Things start the thin out the deeper you go, obviously, though there’s definitely a few exceptions. It’s pretty crazy to think that three of the greatest Yankees ever, as in the entire history of the franchise, were drafted after the 18th round. Ridiculous.

After the jump, a bullet point list of the best players ever picked by the Yanks in each round. It’s rather long.

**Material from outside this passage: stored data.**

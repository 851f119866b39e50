use crate::cafe::CafeStore;
use crate::catalog::CatalogStore;
use crate::orders::{OrderNumberGenerator, OrderStore};

/// Shared application state handed to every command handler.
///
/// Clones share the underlying stores.
#[derive(Clone, Default)]
pub struct AppState {
    pub catalog: CatalogStore,
    pub orders: OrderStore,
    pub cafe: CafeStore,
    pub numbers: OrderNumberGenerator,
}

impl AppState {
    pub fn new() -> Self {
        Self::default()
    }
}
//! Handler: order.get — one order, visible to its owner and to staff.

use serde::Deserialize;
use serde_json::Value;

use crate::service::{Context, HandlerError};
use crate::state::AppState;

pub const COMMAND: &str = "order.get";

#[derive(Deserialize)]
pub struct Input {
    pub id: String,
}

pub fn guard(ctx: &Context<AppState>) -> bool {
    ctx.has_fields(&["id"])
}

pub fn handle(ctx: &Context<AppState>) -> Result<Value, HandlerError> {
    let identity = ctx.identity()?;
    let input = ctx.input::<Input>()?;

    let order = ctx
        .state()
        .orders
        .get(&input.id)?
        .ok_or_else(|| HandlerError::NotFound(input.id.clone()))?;

    if order.owner_id != identity.user_id && !identity.is_admin() {
        return Err(HandlerError::Forbidden(
            "order belongs to another customer".into(),
        ));
    }

    Ok(serde_json::to_value(order)?)
}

  • 6th: Mike Pagliarulo, 3B, 1981 (9.8 WAR)
  • 7th: Steve Kline, RHP, 1966 (6.1 WAR)
  • 8th: Hal Morris, 1B/LF, 1986 (10.8 WAR)
  • 9th: Sterling Hitchcock, LHP, 1989 (5.8 WAR) – Fred McGriff and his 50.5 WAR was drafted in this round in 1981, but the Yanks traded him to Toronto before he ever played a game for them … only Jeter had more WAR among players drafted by the Yanks
  • 10th: T.J. Beam, RHP, 2003 (-0.2 WAR)
  • 11th: Andy Cook, RHP, 1988 (0.0 WAR)
  • 12th: Andy Stankiewicz, 2B, 1986 (1.1 WAR)
  • 13th: no one from this round has ever reached the bigs with the Yanks
  • 14th: Scott Kamienicki, RHP, 1986 (8.2 WAR)
  • 15th: Jim Deidel, C, 1967 (0.0 WAR)
  • 16th: Ricky Ledee, OF, 1990 (1.7 WAR)
  • 17th: David Robertson, RHP, 2006 (0.4 WAR)
  • 18th: Jerry Nielsen, LHP, 1988 (-0.4 WAR)
  • 19th: Don Mattingly, 1B, 1979 (39.8 WAR) – Bob Tewksbury accumulated 18.9 WAR after the Yankees drafted him in this round in 1981
  • 20th: Mike Lowell, 3B, 1995 (29.2 WAR) – he had a total of 15 plate appearances in pinstripes
  • 21st: Jim Deshaies, LHP, 1982 (10.3 WAR)
  • 22nd: Andy Pettitte, LHP, 1990 (46.6 WAR) – decent pick, I’d say … don’t forget Kevin Maas, the 1986 draftee who racked up 1.2 WAR
  • 23rd: none
  • 24th: Jorge Posada, SS, 1990 (44.4 WAR) – another decent pick
  • 25th: none
  • 26th: Phil Coke, LHP, 2002 (0.4 WAR)
  • 27th: none
  • 28th: Shane Spencer, OF, 1990 (6.0 WAR)
  • 29th: Russ Davis, SS, 1988 (-1.9 WAR)
  • 30th: Doc Medich, RHP, 1970 (18.7 WAR) – Marcus Thames is next in line with 3.9 WAR, Deion Sanders right behind him at 3.8 WAR
  • 31st: Kevin Thompson, SS, 1999 (-0.3 WAR) – remember the Kevin Thompson For Fourth Outfielder campaign?
  • 32nd: none
  • 33rd: Mike Dunn, 1B, 2004 (0.0 WAR) – best known as LHP Mike Dunn
  • 34th: Brandon Claussen, LHP, 1998 (-0.5 WAR)
  • 35th: none
  • 36th: Craig Dingman, RHP, 1993 (-0.6 WAR)
  • 37th-39th: none
  • 40th: Mike Vento, OF, 1997 (0.2 WAR)
  • 41st-43rd: none
  • 44th: Mike Figga, C, 1989 (-0.8 WAR)
  • 45th-47th: none
  • 48th: none, but Brad Ausmus and his 17.5 WAR were traded before he was able to put on the pinstripes
  • 49th -53rd: none
  • 54th: Rusty Torres, OF, 1966 (-0.6 WAR)
  • 55th-66th: none
  • 67th: Roger Hambright, RHP, 1967 (-0.2 WAR)
  • 68th-87th: none
  • 88th: Scott Seabol, 3B, 1996 (-0.4 WAR) – he’s actually the only 88th round draft pick in franchise history
  • 89th-100th: none
Minor League Game Thread: Triple-A Scranton @ Indianapolis
Randy Winn and a lesson in outfield positioning
  • A.D.

    Wow, picturing Jorge as a SS is scary.

    • bexarama

      It’s a fantastic mental picture

    • chuck

      jorge cant even catch a fastball i cant imagine groundballs!!

  • zs190

    88th round? that’s crazy stuff. Did the Yankees really pick 88 guys in 96 or did they skip, skip then woke up 3 hours later and realize it’s the 88th round and tney still have a guy they want to pick?

  • ed weaver

    Jorge played 2B in the New York-Penn League. He played one inning at SS.